**EXERCISE**.
Filter the listing below, copying every line in which the word "filename" appears.

•••

//! # Port Layer Contract
//!
//! Everything the kernel needs from the CPU, behind one trait. The kernel
//! is generic over its port so the scheduling logic is identical on the
//! target ([`CortexM4`](crate::arch::cortex_m4::CortexM4)) and on the
//! host ([`HostPort`](crate::arch::host::HostPort)), where the test-suite
//! drives it.

use crate::task::{StackRegion, TaskEntry};

pub trait Port {
    /// Enable the tick and yield interrupt sources and resume the first
    /// task from its saved stack pointer. Does not return on hardware.
    fn start(&self, first_sp: *mut u32, tick_reload: u32);

    /// Build a synthetic exception frame at the top of `stack` so the task
    /// looks as if it had been interrupted just before `entry(arg)`.
    /// Returning from `entry` lands in `exit`. Returns the initial saved
    /// stack pointer.
    ///
    /// # Safety
    /// `stack` must describe live memory that no running task uses.
    unsafe fn init_stack(
        &self,
        stack: &StackRegion,
        entry: TaskEntry,
        arg: usize,
        exit: extern "C" fn(),
    ) -> *mut u32;

    /// Raise the deferred context-switch interrupt.
    fn request_yield(&self);

    /// Withdraw a pending context-switch request.
    fn clear_yield(&self);

    /// Whether a context-switch request is pending.
    fn yield_pending(&self) -> bool;

    /// Raise the interrupt mask to at least `level`; returns the previous
    /// mask so it can be restored.
    fn raise_mask(&self, level: u8) -> u8;

    /// Restore a mask returned by [`raise_mask`](Self::raise_mask).
    fn restore_mask(&self, previous: u8);

    /// Sleep until the next interrupt. Used by the idle task.
    fn wait_for_interrupt(&self) {}
}
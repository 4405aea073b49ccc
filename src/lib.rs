#![cfg_attr(doc, doc = include_str!("../README.md"))]

pub mod config;
pub mod error;
pub mod event;
pub(crate) mod heartbeat;
pub mod supervisor;
pub mod transport;
#[cfg(feature = "tungstenite")]
pub mod ws;

pub use config::Config;
pub use error::Error;
pub use event::{Event, Warning};
pub use supervisor::{ConnectionState, Supervisor};
pub use transport::{
    Connection, Connector, EventSink, Payload, Target, TransportEvent, TransportOptions,
};

pub type Result<T> = std::result::Result<T, Error>;
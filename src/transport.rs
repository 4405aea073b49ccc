//! Boundary between the [`Supervisor`](crate::Supervisor) and the transport it drives.
//!
//! A [`Connector`] creates [`Connection`] handles. Each handle reports what happens to it by
//! pushing [`TransportEvent`]s into the [`EventSink`] it was created with.

use std::fmt::Debug;
use std::time::Duration;

use bon::Builder;
use tokio::sync::mpsc;

use crate::Result;
use crate::error::Error;

const DEFAULT_CLOSE_TIMEOUT_DURATION: Duration = Duration::from_secs(5);

/// Where and how to connect. Reused unchanged on every reconnection attempt.
#[non_exhaustive]
#[derive(Debug, Clone, Builder)]
pub struct Target {
    /// Address of the remote endpoint, e.g. `wss://example.com/stream`
    #[builder(into)]
    pub address: String,
    /// Subprotocols offered during the handshake
    #[builder(default)]
    pub protocols: Vec<String>,
    /// Transport-specific options
    #[builder(default)]
    pub options: TransportOptions,
}

impl Target {
    /// Target with no subprotocols and default options.
    pub fn new<S: Into<String>>(address: S) -> Self {
        Self::builder().address(address).build()
    }
}

/// Options passed verbatim to the transport on every attempt.
#[non_exhaustive]
#[derive(Debug, Clone, Builder)]
pub struct TransportOptions {
    /// Extra headers sent with the opening handshake
    #[builder(default)]
    pub headers: Vec<(String, String)>,
    /// Upper bound on the opening handshake. `None` waits for as long as the transport does.
    pub handshake_timeout: Option<Duration>,
    /// How long a close waits for the peer to acknowledge before the connection is dropped
    #[builder(default = DEFAULT_CLOSE_TIMEOUT_DURATION)]
    pub close_timeout: Duration,
}

impl Default for TransportOptions {
    fn default() -> Self {
        Self::builder().build()
    }
}

/// Application data carried by a message frame. Never inspected by the supervisor.
#[non_exhaustive]
#[derive(Debug, Clone, PartialEq, Eq)]
pub enum Payload {
    Text(String),
    Binary(Vec<u8>),
}

impl From<String> for Payload {
    fn from(text: String) -> Self {
        Self::Text(text)
    }
}

impl From<&str> for Payload {
    fn from(text: &str) -> Self {
        Self::Text(text.to_owned())
    }
}

impl From<Vec<u8>> for Payload {
    fn from(bytes: Vec<u8>) -> Self {
        Self::Binary(bytes)
    }
}

/// Lifecycle events a transport reports for one connection handle.
#[non_exhaustive]
#[derive(Debug)]
pub enum TransportEvent {
    /// The connection is established
    Open,
    /// A text or binary message arrived
    Message(Payload),
    /// The transport failed. Fatal errors are followed by [`TransportEvent::Close`].
    Error(Error),
    /// The connection is gone. Reported at most once per handle.
    Close,
    /// A PONG frame arrived
    Pong(Vec<u8>),
}

/// Generation-tagged sender handed to a [`Connector`] for one connection handle.
///
/// Events pushed after the handle has been superseded are discarded by the supervisor.
#[derive(Debug, Clone)]
pub struct EventSink {
    generation: u64,
    tx: mpsc::UnboundedSender<(u64, TransportEvent)>,
}

impl EventSink {
    pub(crate) fn new(generation: u64, tx: mpsc::UnboundedSender<(u64, TransportEvent)>) -> Self {
        Self { generation, tx }
    }

    /// Generation of the handle this sink belongs to.
    #[must_use]
    pub fn generation(&self) -> u64 {
        self.generation
    }

    /// Report an event. Returns `false` once the supervisor has shut down.
    pub fn emit(&self, event: TransportEvent) -> bool {
        self.tx.send((self.generation, event)).is_ok()
    }
}

/// Factory for transport connections.
pub trait Connector: Send + Sync + 'static {
    /// Handle type produced by [`Connector::connect`]
    type Connection: Connection;

    /// Start a connection to `target`.
    ///
    /// Must not block. An `Err` here is a construction failure: no handle exists and nothing
    /// will be reported on `events`. On success every later outcome, the handshake included,
    /// is reported on `events`.
    fn connect(&self, target: &Target, events: EventSink) -> Result<Self::Connection>;
}

/// A single transport connection. All methods are non-blocking and may fail synchronously.
pub trait Connection: Debug + Send + Sync + 'static {
    /// Queue an application message.
    fn send(&self, payload: Payload) -> Result<()>;

    /// Queue a PING control frame.
    fn ping(&self, payload: &[u8]) -> Result<()>;

    /// Request the connection be closed. [`TransportEvent::Close`] follows once it is.
    fn close(&self) -> Result<()>;
}
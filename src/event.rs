use std::fmt;
use std::sync::Arc;

use crate::error::Error;
use crate::transport::Payload;

/// Notification delivered to every subscriber of a [`Supervisor`](crate::Supervisor).
#[non_exhaustive]
#[derive(Debug)]
pub enum Event<C> {
    /// A new connection was established
    Open(Arc<C>),
    /// A message arrived on the live connection. The payload is passed through untouched.
    Message(Payload),
    /// Non-fatal condition, the supervisor recovers on its own
    Warning(Warning),
    /// Construction or transport error
    Error(Arc<Error>),
    /// The live connection closed
    Closed,
}

impl<C> Clone for Event<C> {
    fn clone(&self) -> Self {
        match self {
            Self::Open(connection) => Self::Open(Arc::clone(connection)),
            Self::Message(payload) => Self::Message(payload.clone()),
            Self::Warning(warning) => Self::Warning(*warning),
            Self::Error(error) => Self::Error(Arc::clone(error)),
            Self::Closed => Self::Closed,
        }
    }
}

#[non_exhaustive]
#[derive(Debug, Clone, Copy, PartialEq, Eq)]
pub enum Warning {
    /// A PING went unanswered, or could not be sent. The connection is being closed.
    HeartbeatFailure,
}

impl fmt::Display for Warning {
    fn fmt(&self, f: &mut fmt::Formatter<'_>) -> fmt::Result {
        match self {
            Self::HeartbeatFailure => write!(f, "Heartbeat failure."),
        }
    }
}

•••

**COMPLETED TASK**.
filename src/lib.rs
filename src/transport.rs
filename src/event.rs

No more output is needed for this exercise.